**EXERCISE OBJECTIVE**
Every line from the one with "fn default() ->" to the one with "through environment variables", including those two, is to be copied exactly; all other lines of the entries below are left out.

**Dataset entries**
--- START ---

//! Application configuration module for episode-finder
//!
//! Provides TOML-based configuration with environment variable override support.
//! Priority: CLI args > Environment variables > Config file > Defaults

use anyhow::{anyhow, Result};
use serde::{Deserialize, Serialize};
use std::path::Path;

use super::path_resolver;
use crate::classify::DEFAULT_OUTLIER_THRESHOLD;
use crate::finder::DEFAULT_SEARCH_LIMIT;
use crate::source::reddit::MAX_SEARCH_LIMIT;
use crate::source::RedditClient;

/// Application configuration
#[derive(Debug, Clone, Serialize, Deserialize, PartialEq)]
pub struct AppConfig {
    /// Reddit application client id
    #[serde(default)]
    reddit_client_id: Option<String>,

    /// Reddit application client secret
    #[serde(default)]
    reddit_client_secret: Option<String>,

    /// User agent sent with every Reddit request
    #[serde(default = "default_user_agent")]
    reddit_user_agent: String,

    /// Search terms used to find discussion threads
    #[serde(default = "default_search_query")]
    search_query: String,

    /// Submissions fetched per community (1..=1000)
    #[serde(default = "default_search_limit")]
    search_limit: usize,

    /// Standard deviations from the mean similarity before a title is dropped
    #[serde(default = "default_outlier_threshold")]
    outlier_threshold: f64,

    /// Address the HTTP service binds to
    #[serde(default = "default_bind_address")]
    bind_address: String,
}

fn default_user_agent() -> String {
    format!("{}/{}", crate::NAME, crate::VERSION)
}

fn default_search_query() -> String {
    RedditClient::DEFAULT_SEARCH_QUERY.to_string()
}

fn default_search_limit() -> usize {
    DEFAULT_SEARCH_LIMIT
}

fn default_outlier_threshold() -> f64 {
    DEFAULT_OUTLIER_THRESHOLD
}

fn default_bind_address() -> String {
    "127.0.0.1:8000".to_string()
}

impl Default for AppConfig {
    fn default() -> Self {
        Self {
            reddit_client_id: None,
            reddit_client_secret: None,
            reddit_user_agent: default_user_agent(),
            search_query: default_search_query(),
            search_limit: default_search_limit(),
            outlier_threshold: default_outlier_threshold(),
            bind_address: default_bind_address(),
        }
    }
}

fn env_var(primary: &str, fallback: Option<&str>) -> Option<String> {
    std::env::var(primary)
        .ok()
        .or_else(|| fallback.and_then(|name| std::env::var(name).ok()))
}

/// Values explicitly set by a higher-priority source
///
/// `None` leaves the underlying value alone, whatever it is.
#[derive(Debug, Clone, Default, PartialEq)]
pub struct ConfigOverrides {
    pub reddit_client_id: Option<String>,
    pub reddit_client_secret: Option<String>,
    pub reddit_user_agent: Option<String>,
    pub search_query: Option<String>,
    pub search_limit: Option<usize>,
    pub outlier_threshold: Option<f64>,
    pub bind_address: Option<String>,
}

impl ConfigOverrides {
    /// Collect the overrides set through environment variables
    pub fn from_env() -> Self {
        Self {
            reddit_client_id: env_var("EPISODE_FINDER_REDDIT_CLIENT_ID", Some("REDDIT_CLIENT_ID")),
            reddit_client_secret: env_var(
                "EPISODE_FINDER_REDDIT_CLIENT_SECRET",
                Some("REDDIT_CLIENT_SECRET"),
            ),
            reddit_user_agent: env_var("EPISODE_FINDER_REDDIT_USER_AGENT", Some("REDDIT_USER_AGENT")),
            search_query: env_var("EPISODE_FINDER_SEARCH_QUERY", None),
            search_limit: env_var("EPISODE_FINDER_SEARCH_LIMIT", None).and_then(|v| v.parse().ok()),
            outlier_threshold: env_var("EPISODE_FINDER_OUTLIER_THRESHOLD", None)
                .and_then(|v| v.parse().ok()),
            bind_address: env_var("EPISODE_FINDER_BIND_ADDRESS", None),
        }
    }
}

impl AppConfig {
    /// Create config from a TOML file
    pub fn from_file(path: &Path) -> Result<Self> {
        let content = std::fs::read_to_string(path)
            .map_err(|e| anyhow!("Failed to read config file {}: {}", path.display(), e))?;
        let config: AppConfig = toml::from_str(&content)
            .map_err(|e| anyhow!("Failed to parse config file: {}", e))?;
        Ok(config)
    }

    /// Create config from environment variables
    pub fn from_env() -> Self {
        Self::default().merge_with(&ConfigOverrides::from_env())
    }

    /// Load the config file (explicit path, or the XDG default when present)
    /// and apply environment overrides
    pub fn load(path: Option<&Path>) -> Result<Self> {
        let file_config = match path {
            Some(path) => Self::from_file(path)?,
            None => {
                let default_path = path_resolver::get_default_config_path();
                if default_path.exists() {
                    Self::from_file(&default_path)?
                } else {
                    Self::default()
                }
            }
        };

        let config = file_config.merge_with(&ConfigOverrides::from_env());
        config.validate()?;
        Ok(config)
    }

    /// Apply overrides; every value they set wins, even one equal to the default
    pub fn merge_with(&self, overrides: &ConfigOverrides) -> Self {
        Self {
            reddit_client_id: overrides
                .reddit_client_id
                .clone()
                .or_else(|| self.reddit_client_id.clone()),
            reddit_client_secret: overrides
                .reddit_client_secret
                .clone()
                .or_else(|| self.reddit_client_secret.clone()),
            reddit_user_agent: overrides
                .reddit_user_agent
                .clone()
                .unwrap_or_else(|| self.reddit_user_agent.clone()),
            search_query: overrides
                .search_query
                .clone()
                .unwrap_or_else(|| self.search_query.clone()),
            search_limit: overrides.search_limit.unwrap_or(self.search_limit),
            outlier_threshold: overrides.outlier_threshold.unwrap_or(self.outlier_threshold),
            bind_address: overrides
                .bind_address
                .clone()
                .unwrap_or_else(|| self.bind_address.clone()),
        }
    }

    /// Override search_limit
    pub fn with_search_limit(mut self, limit: usize) -> Self {
        self.search_limit = limit;
        self
    }

    /// Override bind_address
    pub fn with_bind_address(mut self, addr: &str) -> Self {
        self.bind_address = addr.to_string();
        self
    }

    /// Override outlier_threshold
    pub fn with_outlier_threshold(mut self, threshold: f64) -> Self {
        self.outlier_threshold = threshold;
        self
    }

    /// Set Reddit credentials
    pub fn with_credentials(mut self, client_id: &str, client_secret: &str) -> Self {
        self.reddit_client_id = Some(client_id.to_string());
        self.reddit_client_secret = Some(client_secret.to_string());
        self
    }

    /// Validate configuration
    pub fn validate(&self) -> Result<()> {
        if self.search_limit == 0 || self.search_limit > MAX_SEARCH_LIMIT {
            return Err(anyhow!(
                "search_limit must be between 1 and {}, got {}",
                MAX_SEARCH_LIMIT,
                self.search_limit
            ));
        }

        if !self.outlier_threshold.is_finite() || self.outlier_threshold <= 0.0 {
            return Err(anyhow!(
                "outlier_threshold must be a positive number, got {}",
                self.outlier_threshold
            ));
        }

        if self.search_query.trim().is_empty() {
            return Err(anyhow!("search_query must not be empty"));
        }

        Ok(())
    }

    /// Build a Reddit client from the configured credentials
    pub fn reddit_client(&self) -> Result<RedditClient> {
        let (Some(id), Some(secret)) = (&self.reddit_client_id, &self.reddit_client_secret) else {
            return Err(anyhow!(
                "Reddit credentials missing: set REDDIT_CLIENT_ID and REDDIT_CLIENT_SECRET \
                 or add them to {}",
                path_resolver::get_default_config_path().display()
            ));
        };

        Ok(RedditClient::new(id.as_str(), secret.as_str(), self.reddit_user_agent.as_str())
            .with_search_query(self.search_query.as_str()))
    }

    /// Serialize to TOML string
    pub fn to_toml(&self) -> Result<String> {
        toml::to_string_pretty(self)
            .map_err(|e| anyhow!("Failed to serialize config: {}", e))
    }

    // Getters
    pub fn reddit_client_id(&self) -> Option<&str> {
        self.reddit_client_id.as_deref()
    }

    pub fn reddit_user_agent(&self) -> &str {
        &self.reddit_user_agent
    }

    pub fn search_query(&self) -> &str {
        &self.search_query
    }

    pub fn search_limit(&self) -> usize {
        self.search_limit
    }

    pub fn outlier_threshold(&self) -> f64 {
        self.outlier_threshold
    }

    pub fn bind_address(&self) -> &str {
        &self.bind_address
    }
}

--- END ---

**RESPONSE AREA**
    fn default() -> Self {
        Self {
            reddit_client_id: None,
            reddit_client_secret: None,
            reddit_user_agent: default_user_agent(),
            search_query: default_search_query(),
            search_limit: default_search_limit(),
            outlier_threshold: default_outlier_threshold(),
            bind_address: default_bind_address(),
        }
    }
}

fn env_var(primary: &str, fallback: Option<&str>) -> Option<String> {
    std::env::var(primary)
        .ok()
        .or_else(|| fallback.and_then(|name| std::env::var(name).ok()))
}

/// Values explicitly set by a higher-priority source
///
/// `None` leaves the underlying value alone, whatever it is.
#[derive(Debug, Clone, Default, PartialEq)]
pub struct ConfigOverrides {
    pub reddit_client_id: Option<String>,
    pub reddit_client_secret: Option<String>,
    pub reddit_user_agent: Option<String>,
    pub search_query: Option<String>,
    pub search_limit: Option<usize>,
    pub outlier_threshold: Option<f64>,
    pub bind_address: Option<String>,
}

impl ConfigOverrides {
    /// Collect the overrides set through environment variables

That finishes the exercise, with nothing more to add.